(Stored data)
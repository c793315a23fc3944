//! Mathematical utilities: closed-form polynomial algebra and sampling grids

pub mod grid;
pub mod polynomial;

use nalgebra::{DVector, Matrix6};

pub use grid::Grid;
pub use polynomial::Polynomial;

pub type Vec = DVector<f64>;
pub type Mat6 = Matrix6<f64>;

/// Normalized through-thickness interval z ∈ [-1/2, 1/2]
pub const THICKNESS_INTERVAL: (f64, f64) = (-0.5, 0.5);

/// In-plane span x ∈ [0, 1]
pub const SPAN_INTERVAL: (f64, f64) = (0.0, 1.0);

/// Magnitude below which a dimensionless denominator is treated as zero
pub const DEGENERACY_TOLERANCE: f64 = 1e-12;

/// Divide, failing with `err` instead of producing an infinity or NaN
pub fn checked_div<E>(num: f64, den: f64, err: impl FnOnce() -> E) -> Result<f64, E> {
    if den.abs() < DEGENERACY_TOLERANCE || !den.is_finite() {
        return Err(err());
    }
    let q = num / den;
    if q.is_finite() {
        Ok(q)
    } else {
        Err(err())
    }
}
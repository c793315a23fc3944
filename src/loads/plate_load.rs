//! Transverse plate loads

use std::fmt;
use std::str::FromStr;

use serde::{Deserialize, Serialize};

use crate::error::{PlateError, PlateResult};

/// How the transverse load is applied along the span
#[derive(Debug, Clone, Copy, PartialEq, Eq, Hash, Serialize, Deserialize)]
#[serde(rename_all = "lowercase")]
pub enum LoadingKind {
    /// Uniformly distributed pressure
    Uniform,
    /// Concentrated load at mid-span x = 1/2
    Focused,
}

impl LoadingKind {
    pub fn as_str(&self) -> &'static str {
        match self {
            LoadingKind::Uniform => "uniform",
            LoadingKind::Focused => "focused",
        }
    }
}

impl fmt::Display for LoadingKind {
    fn fmt(&self, f: &mut fmt::Formatter<'_>) -> fmt::Result {
        f.write_str(self.as_str())
    }
}

impl FromStr for LoadingKind {
    type Err = PlateError;

    fn from_str(s: &str) -> PlateResult<Self> {
        match s.trim().to_ascii_lowercase().as_str() {
            "uniform" => Ok(LoadingKind::Uniform),
            "focused" | "concentrated" => Ok(LoadingKind::Focused),
            _ => Err(PlateError::UnsupportedLoading(s.to_string())),
        }
    }
}

/// A transverse load on the plate strip
#[derive(Debug, Clone, Copy, PartialEq, Serialize, Deserialize)]
pub struct PlateLoad {
    /// Loading kind
    pub kind: LoadingKind,
    /// Load magnitude p (pressure for uniform, force for focused)
    pub magnitude: f64,
}

impl PlateLoad {
    /// Create a new load
    pub fn new(kind: LoadingKind, magnitude: f64) -> Self {
        Self { kind, magnitude }
    }
}

#[cfg(test)]
mod tests {
    use super::*;

    #[test]
    fn test_parse_loading() {
        assert_eq!("uniform".parse::<LoadingKind>().unwrap(), LoadingKind::Uniform);
        assert_eq!(" Focused ".parse::<LoadingKind>().unwrap(), LoadingKind::Focused);
        assert!(matches!(
            "torsion".parse::<LoadingKind>(),
            Err(PlateError::UnsupportedLoading(_))
        ));
    }

    #[test]
    fn test_loading_display_round_trips() {
        for kind in [LoadingKind::Uniform, LoadingKind::Focused] {
            assert_eq!(kind.to_string().parse::<LoadingKind>().unwrap(), kind);
        }
        let json = serde_json::to_string(&PlateLoad::new(LoadingKind::Focused, 2.0)).unwrap();
        assert_eq!(json, r#"{"kind":"focused","magnitude":2.0}"#);
    }
}
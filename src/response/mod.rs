//! Plate response model: deflection and stress fields per plate theory

mod asymptotic;
mod classical;
mod field;

use std::fmt;

use serde::{Deserialize, Serialize};

use crate::analysis::AsymptoticSolution;
use crate::loads::PlateLoad;
use crate::materials::EngineeringModuli;

pub use field::{Deflection, FieldFamily, Sections, StressComponent, StressField};

/// Plate theory a field family is computed with
#[derive(Debug, Clone, Copy, PartialEq, Eq, Hash, Serialize, Deserialize)]
pub enum Theory {
    /// First-order (classical thin plate) theory
    KirchhoffLove,
    /// Second-order theory with constant transverse shear
    ReissnerMindlin,
    /// Third-order shear deformation theory
    Reddy,
    /// Higher-order asymptotic theory
    Asymptotic,
}

impl Theory {
    /// Order in which curves are overlaid: classical theories first
    pub const ALL: [Theory; 4] = [
        Theory::KirchhoffLove,
        Theory::ReissnerMindlin,
        Theory::Reddy,
        Theory::Asymptotic,
    ];
}

impl fmt::Display for Theory {
    fn fmt(&self, f: &mut fmt::Formatter<'_>) -> fmt::Result {
        let name = match self {
            Theory::KirchhoffLove => "Kirchhoff-Love",
            Theory::ReissnerMindlin => "Reissner-Mindlin",
            Theory::Reddy => "Reddy",
            Theory::Asymptotic => "asymptotic",
        };
        f.write_str(name)
    }
}

/// Everything the response model reads for one plate
#[derive(Debug, Clone, Copy)]
pub struct ResponseInputs<'a> {
    pub load: PlateLoad,
    pub moduli: &'a EngineeringModuli,
    pub solution: &'a AsymptoticSolution,
    /// Plate thickness h
    pub thickness: f64,
    /// Thickness-profile scale of the reference finite-element model
    pub shear_profile_scale: f64,
}

/// Closed-form fields of `theory` for the given plate and load
pub fn respond(theory: Theory, inputs: &ResponseInputs<'_>) -> FieldFamily {
    match theory {
        Theory::Asymptotic => asymptotic::fields(inputs),
        Theory::KirchhoffLove => classical::kirchhoff_love(inputs),
        Theory::ReissnerMindlin => classical::reissner_mindlin(inputs),
        Theory::Reddy => classical::reddy(inputs),
    }
}
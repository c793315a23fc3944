//! Orthotropic engineering moduli of the homogenized material

use std::fmt;

use serde::{Deserialize, Serialize};

use crate::math::Mat6;

/// Effective orthotropic engineering constants
///
/// Axis 1 runs along the plate span, axis 3 through the thickness. The
/// reciprocal Poisson ratios ν31 and ν32 are derived from reciprocity and are
/// never stored.
#[derive(Debug, Clone, Copy, PartialEq, Serialize, Deserialize)]
pub struct EngineeringModuli {
    pub e1: f64,
    pub e2: f64,
    pub e3: f64,
    pub nu12: f64,
    pub nu21: f64,
    pub nu13: f64,
    pub nu23: f64,
    pub g12: f64,
    pub g13: f64,
    pub g23: f64,
}

impl EngineeringModuli {
    /// Isotropic material from E and ν
    pub fn isotropic(e: f64, nu: f64) -> Self {
        let g = e / (2.0 * (1.0 + nu));
        Self {
            e1: e,
            e2: e,
            e3: e,
            nu12: nu,
            nu21: nu,
            nu13: nu,
            nu23: nu,
            g12: g,
            g13: g,
            g23: g,
        }
    }

    /// ν31 = E3 ν13 / E1
    pub fn nu31(&self) -> f64 {
        self.e3 * self.nu13 / self.e1
    }

    /// ν32 = E3 ν23 / E2
    pub fn nu32(&self) -> f64 {
        self.e3 * self.nu23 / self.e2
    }

    /// Largest relative violation of ν_ij / E_i = ν_ji / E_j over the 1-2 pair
    pub fn reciprocity_residual(&self) -> f64 {
        let lhs = self.nu12 * self.e2;
        let rhs = self.nu21 * self.e1;
        (lhs - rhs).abs() / lhs.abs().max(rhs.abs()).max(f64::MIN_POSITIVE)
    }

    /// Denominator Δ = 1 - ν12ν21 - ν23ν32 - ν13ν31 - 2ν12ν23ν31
    pub fn inversion_denominator(&self) -> f64 {
        let nu31 = self.nu31();
        let nu32 = self.nu32();
        1.0 - self.nu12 * self.nu21
            - self.nu23 * nu32
            - self.nu13 * nu31
            - 2.0 * self.nu12 * self.nu23 * nu31
    }

    /// Full 6x6 compliance matrix in Voigt order (11, 22, 33, 23, 13, 12)
    pub fn compliance(&self) -> Mat6 {
        let mut s = Mat6::zeros();
        s[(0, 0)] = 1.0 / self.e1;
        s[(1, 1)] = 1.0 / self.e2;
        s[(2, 2)] = 1.0 / self.e3;

        s[(0, 1)] = -self.nu21 / self.e2;
        s[(1, 0)] = -self.nu12 / self.e1;
        s[(0, 2)] = -self.nu31() / self.e3;
        s[(2, 0)] = -self.nu13 / self.e1;
        s[(1, 2)] = -self.nu32() / self.e3;
        s[(2, 1)] = -self.nu23 / self.e2;

        s[(3, 3)] = 1.0 / self.g23;
        s[(4, 4)] = 1.0 / self.g13;
        s[(5, 5)] = 1.0 / self.g12;
        s
    }
}

impl fmt::Display for EngineeringModuli {
    fn fmt(&self, f: &mut fmt::Formatter<'_>) -> fmt::Result {
        writeln!(f, "E_1={}", self.e1)?;
        writeln!(f, "E_2={}", self.e2)?;
        writeln!(f, "E_3={}", self.e3)?;
        writeln!(f, "n_12={}", self.nu12)?;
        writeln!(f, "n_21={}", self.nu21)?;
        writeln!(f, "n_13={}", self.nu13)?;
        writeln!(f, "n_23={}", self.nu23)?;
        writeln!(f, "G_12={}", self.g12)?;
        writeln!(f, "G_13={}", self.g13)?;
        write!(f, "G_23={}", self.g23)
    }
}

# Work to be completed
Copy out, word for word, the part of the entries above that begins at the line with "s[(0, 2)] = -self.nu31() / self.e3;" and ends at the line with "impl fmt::Display for EngineeringModuli", including both.

# Task result
        s[(0, 2)] = -self.nu31() / self.e3;
        s[(2, 0)] = -self.nu13 / self.e1;
        s[(1, 2)] = -self.nu32() / self.e3;
        s[(2, 1)] = -self.nu23 / self.e2;

        s[(3, 3)] = 1.0 / self.g23;
        s[(4, 4)] = 1.0 / self.g13;
        s[(5, 5)] = 1.0 / self.g12;
        s
    }
}

impl fmt::Display for EngineeringModuli {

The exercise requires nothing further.